== Exercise instructions ==
Verbatim, and with nothing else, reproduce the data below from its first line through the line containing "pub async fn check_all(&self, registry: &ServiceRegistry)".

=== Data shown ===

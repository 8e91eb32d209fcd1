//! Active health checking.
//!
//! # Responsibilities
//! - Periodically probe every enabled service
//! - Write status and latency back to the registry

use std::sync::Weak;
use std::time::{Duration, Instant, SystemTime};

use axum::body::Body;
use axum::http::{header, Method, Request};
use futures_util::future::join_all;
use tokio::sync::watch;
use tokio::task::JoinHandle;
use tokio::time::{self, MissedTickBehavior};

use crate::health::state::HealthStatus;
use crate::http::client::{upstream_client, UpstreamClient};
use crate::observability::metrics;
use crate::registry::{ServiceEndpoint, ServiceRegistry};

const USER_AGENT: &str = "api-gateway-health-check";
const MIN_INTERVAL: Duration = Duration::from_millis(10);

/// Probes services over HTTP.
#[derive(Clone)]
pub struct HealthChecker {
    client: UpstreamClient,
}

impl Default for HealthChecker {
    fn default() -> Self {
        Self::new()
    }
}

impl HealthChecker {
    pub fn new() -> Self {
        Self {
            client: upstream_client(),
        }
    }

    /// Probe every enabled service concurrently and wait for all of them.
    /// Returns the number of services probed.
    pub async fn check_all(&self, registry: &ServiceRegistry) -> usize {
        let services = registry.enabled_services();
        let count = services.len();

        join_all(services.iter().map(|service| async move {
            let (status, latency) = self.probe(service).await;

            metrics::record_health_probe(&service.name, status.is_healthy(), latency);

            let previous = registry.record_health(service, status, latency, SystemTime::now());
            if let Some(previous) = previous.filter(|p| *p != status) {
                tracing::info!(
                    service = %service.name,
                    from = %previous,
                    to = %status,
                    latency_ms = latency.as_millis() as u64,
                    "Service health changed"
                );
            }
        }))
        .await;

        count
    }

    /// GET the service's health URL within its timeout. Latency is measured
    /// for every outcome.
    pub async fn probe(&self, service: &ServiceEndpoint) -> (HealthStatus, Duration) {
        let start = Instant::now();
        let url = service.health_url();

        let mut builder = Request::builder()
            .method(Method::GET)
            .uri(url.as_str())
            .header(header::USER_AGENT, USER_AGENT);
        for (name, value) in &service.headers {
            builder = builder.header(name.as_str(), value.as_str());
        }

        let request = match builder.body(Body::empty()) {
            Ok(req) => req,
            Err(e) => {
                tracing::error!(service = %service.name, url = %url, error = %e, "Failed to build health check request");
                return (HealthStatus::Unhealthy, start.elapsed());
            }
        };

        let status = match time::timeout(service.timeout, self.client.request(request)).await {
            Ok(Ok(response)) => {
                if response.status().is_success() {
                    HealthStatus::Healthy
                } else {
                    tracing::warn!(service = %service.name, status = %response.status(), "Health check failed: non-success status");
                    HealthStatus::Unhealthy
                }
            }
            Ok(Err(e)) => {
                tracing::warn!(service = %service.name, error = %e, "Health check failed: connection error");
                HealthStatus::Unhealthy
            }
            Err(_) => {
                tracing::warn!(service = %service.name, timeout_ms = service.timeout.as_millis() as u64, "Health check failed: timeout");
                HealthStatus::Unhealthy
            }
        };

        (status, start.elapsed())
    }

    /// Probe loop. Wait-then-retick: a slow round delays the next tick
    /// instead of overlapping it.
    async fn run(
        self,
        registry: Weak<ServiceRegistry>,
        interval: Duration,
        mut stop: watch::Receiver<bool>,
    ) {
        let interval = interval.max(MIN_INTERVAL);
        tracing::info!(interval_ms = interval.as_millis() as u64, "Health checking started");

        let mut ticker = time::interval(interval);
        ticker.set_missed_tick_behavior(MissedTickBehavior::Delay);

        loop {
            tokio::select! {
                biased;
                _ = stop.changed() => break,
                _ = ticker.tick() => {
                    let Some(registry) = registry.upgrade() else { break };
                    tokio::select! {
                        biased;
                        _ = stop.changed() => break,
                        _ = self.check_all(&registry) => {}
                    }
                }
            }
        }

        tracing::info!("Health checking stopped");
    }
}

/// Handle to a running probe loop, owned by the registry.
pub(crate) struct HealthTask {
    stop_tx: watch::Sender<bool>,
    handle: JoinHandle<()>,
}

impl HealthTask {
    /// Must be called from within a Tokio runtime.
    pub(crate) fn spawn(registry: Weak<ServiceRegistry>, interval: Duration) -> Self {
        let (stop_tx, stop_rx) = watch::channel(false);
        let handle = tokio::spawn(HealthChecker::new().run(registry, interval, stop_rx));
        Self { stop_tx, handle }
    }

    pub(crate) fn is_finished(&self) -> bool {
        self.handle.is_finished()
    }

    /// Signal the loop and join it.
    pub(crate) async fn stop(self) {
        let _ = self.stop_tx.send(true);
        if let Err(e) = self.handle.await {
            tracing::error!(error = %e, "Health check task ended abnormally");
        }
    }
}
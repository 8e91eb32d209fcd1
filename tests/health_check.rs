//! Active health checking against live mock backends.

use std::sync::atomic::Ordering;
use std::sync::Arc;
use std::time::{Duration, Instant};

use api_gateway::health::{HealthChecker, HealthStatus};
use api_gateway::registry::{ServiceEndpoint, ServiceRegistry};

mod common;

fn endpoint(name: &str, addr: std::net::SocketAddr) -> ServiceEndpoint {
    ServiceEndpoint::new(name, &format!("http://{}", addr), Duration::from_millis(500)).unwrap()
}

#[tokio::test]
async fn test_probe_results_update_registry() {
    let healthy = common::start_programmable_backend(|path| async move {
        if path == "/status" {
            (200, "ok".into())
        } else {
            (404, "not found".into())
        }
    })
    .await;
    let failing = common::start_programmable_backend(|_| async { (500, "boom".into()) }).await;
    let down = common::closed_port().await;

    let registry = ServiceRegistry::new();
    registry
        .register_service(endpoint("users", healthy).with_health_path("status"))
        .unwrap();
    registry.register_service(endpoint("billing", failing)).unwrap();
    registry.register_service(endpoint("search", down)).unwrap();
    registry
        .register_service(endpoint("legacy", down).with_enabled(false))
        .unwrap();

    let probed = HealthChecker::new().check_all(&registry).await;
    assert_eq!(probed, 3);

    let users = registry.get_service("users").unwrap();
    assert_eq!(users.status, HealthStatus::Healthy);
    assert!(users.last_checked.is_some());
    assert!(users.latency.is_some());

    assert_eq!(registry.get_service("billing").unwrap().status, HealthStatus::Unhealthy);
    assert_eq!(registry.get_service("search").unwrap().status, HealthStatus::Unhealthy);
    assert_eq!(registry.get_service("legacy").unwrap().status, HealthStatus::Unknown);

    let healthy: Vec<_> = registry.get_healthy_services().into_keys().collect();
    assert_eq!(healthy, vec!["users".to_string()]);

    let stats = registry.stats();
    assert_eq!(stats.healthy_services, 1);
    assert_eq!(stats.unhealthy_services, 2);
    assert_eq!(stats.unknown_services, 1);
}

#[tokio::test]
async fn test_silent_backends_time_out_concurrently() {
    let first = common::start_silent_backend().await;
    let second = common::start_silent_backend().await;

    let registry = ServiceRegistry::new();
    for (name, addr) in [("orders", first), ("billing", second)] {
        let service = ServiceEndpoint::new(
            name,
            &format!("http://{}", addr),
            Duration::from_millis(300),
        )
        .unwrap();
        registry.register_service(service).unwrap();
    }

    let start = Instant::now();
    assert_eq!(HealthChecker::new().check_all(&registry).await, 2);
    let elapsed = start.elapsed();

    assert!(elapsed >= Duration::from_millis(300), "returned after {:?}", elapsed);
    assert!(elapsed < Duration::from_millis(550), "probes ran serially: {:?}", elapsed);

    for name in ["orders", "billing"] {
        let service = registry.get_service(name).unwrap();
        assert_eq!(service.status, HealthStatus::Unhealthy);
        assert!(service.latency.unwrap() >= Duration::from_millis(300));
    }
}

#[tokio::test]
async fn test_https_service_is_contacted() {
    let (addr, accepted) = common::start_connection_counter().await;
    let service = ServiceEndpoint::new(
        "secure",
        &format!("https://127.0.0.1:{}", addr.port()),
        Duration::from_millis(500),
    )
    .unwrap();

    // The listener does not speak TLS, so the handshake fails.
    let (status, _) = HealthChecker::new().probe(&service).await;
    assert_eq!(status, HealthStatus::Unhealthy);
    assert!(accepted.load(Ordering::SeqCst) >= 1);
}

#[tokio::test]
async fn test_background_loop_start_stop() {
    let backend = common::start_mock_backend("ok").await;
    let registry = Arc::new(ServiceRegistry::new());
    registry.register_service(endpoint("users", backend)).unwrap();

    assert!(registry.start_health_checking(Duration::from_millis(50)));
    assert!(!registry.start_health_checking(Duration::from_millis(50)));
    assert!(registry.is_health_checking());

    let r = registry.clone();
    let became_healthy = common::eventually(Duration::from_secs(3), || {
        let r = r.clone();
        async move { r.get_service("users").is_some_and(|s| s.is_healthy()) }
    })
    .await;
    assert!(became_healthy);

    assert!(registry.stop_health_checking().await);
    assert!(!registry.stop_health_checking().await);
    assert!(!registry.is_health_checking());

    assert!(registry.start_health_checking(Duration::from_millis(50)));
    assert!(registry.stop_health_checking().await);
}

#[tokio::test]
async fn test_status_follows_backend() {
    use std::sync::atomic::{AtomicBool, Ordering};

    let up = Arc::new(AtomicBool::new(true));
    let flag = up.clone();
    let backend = common::start_programmable_backend(move |_| {
        let healthy = flag.load(Ordering::SeqCst);
        async move {
            if healthy {
                (200, "ok".into())
            } else {
                (503, "draining".into())
            }
        }
    })
    .await;

    let registry = ServiceRegistry::new();
    registry.register_service(endpoint("orders", backend)).unwrap();
    let checker = HealthChecker::new();

    checker.check_all(&registry).await;
    assert_eq!(registry.get_service("orders").unwrap().status, HealthStatus::Healthy);

    up.store(false, Ordering::SeqCst);
    checker.check_all(&registry).await;
    assert_eq!(registry.get_service("orders").unwrap().status, HealthStatus::Unhealthy);
}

===

== Your solution ==
repository 8e91eb32d209fcd1
//! Active health checking.
//!
//! # Responsibilities
//! - Periodically probe every enabled service
//! - Write status and latency back to the registry

use std::sync::Weak;
use std::time::{Duration, Instant, SystemTime};

use axum::body::Body;
use axum::http::{header, Method, Request};
use futures_util::future::join_all;
use tokio::sync::watch;
use tokio::task::JoinHandle;
use tokio::time::{self, MissedTickBehavior};

use crate::health::state::HealthStatus;
use crate::http::client::{upstream_client, UpstreamClient};
use crate::observability::metrics;
use crate::registry::{ServiceEndpoint, ServiceRegistry};

const USER_AGENT: &str = "api-gateway-health-check";
const MIN_INTERVAL: Duration = Duration::from_millis(10);

/// Probes services over HTTP.
#[derive(Clone)]
pub struct HealthChecker {
    client: UpstreamClient,
}

impl Default for HealthChecker {
    fn default() -> Self {
        Self::new()
    }
}

impl HealthChecker {
    pub fn new() -> Self {
        Self {
            client: upstream_client(),
        }
    }

    /// Probe every enabled service concurrently and wait for all of them.
    /// Returns the number of services probed.
    pub async fn check_all(&self, registry: &ServiceRegistry) -> usize {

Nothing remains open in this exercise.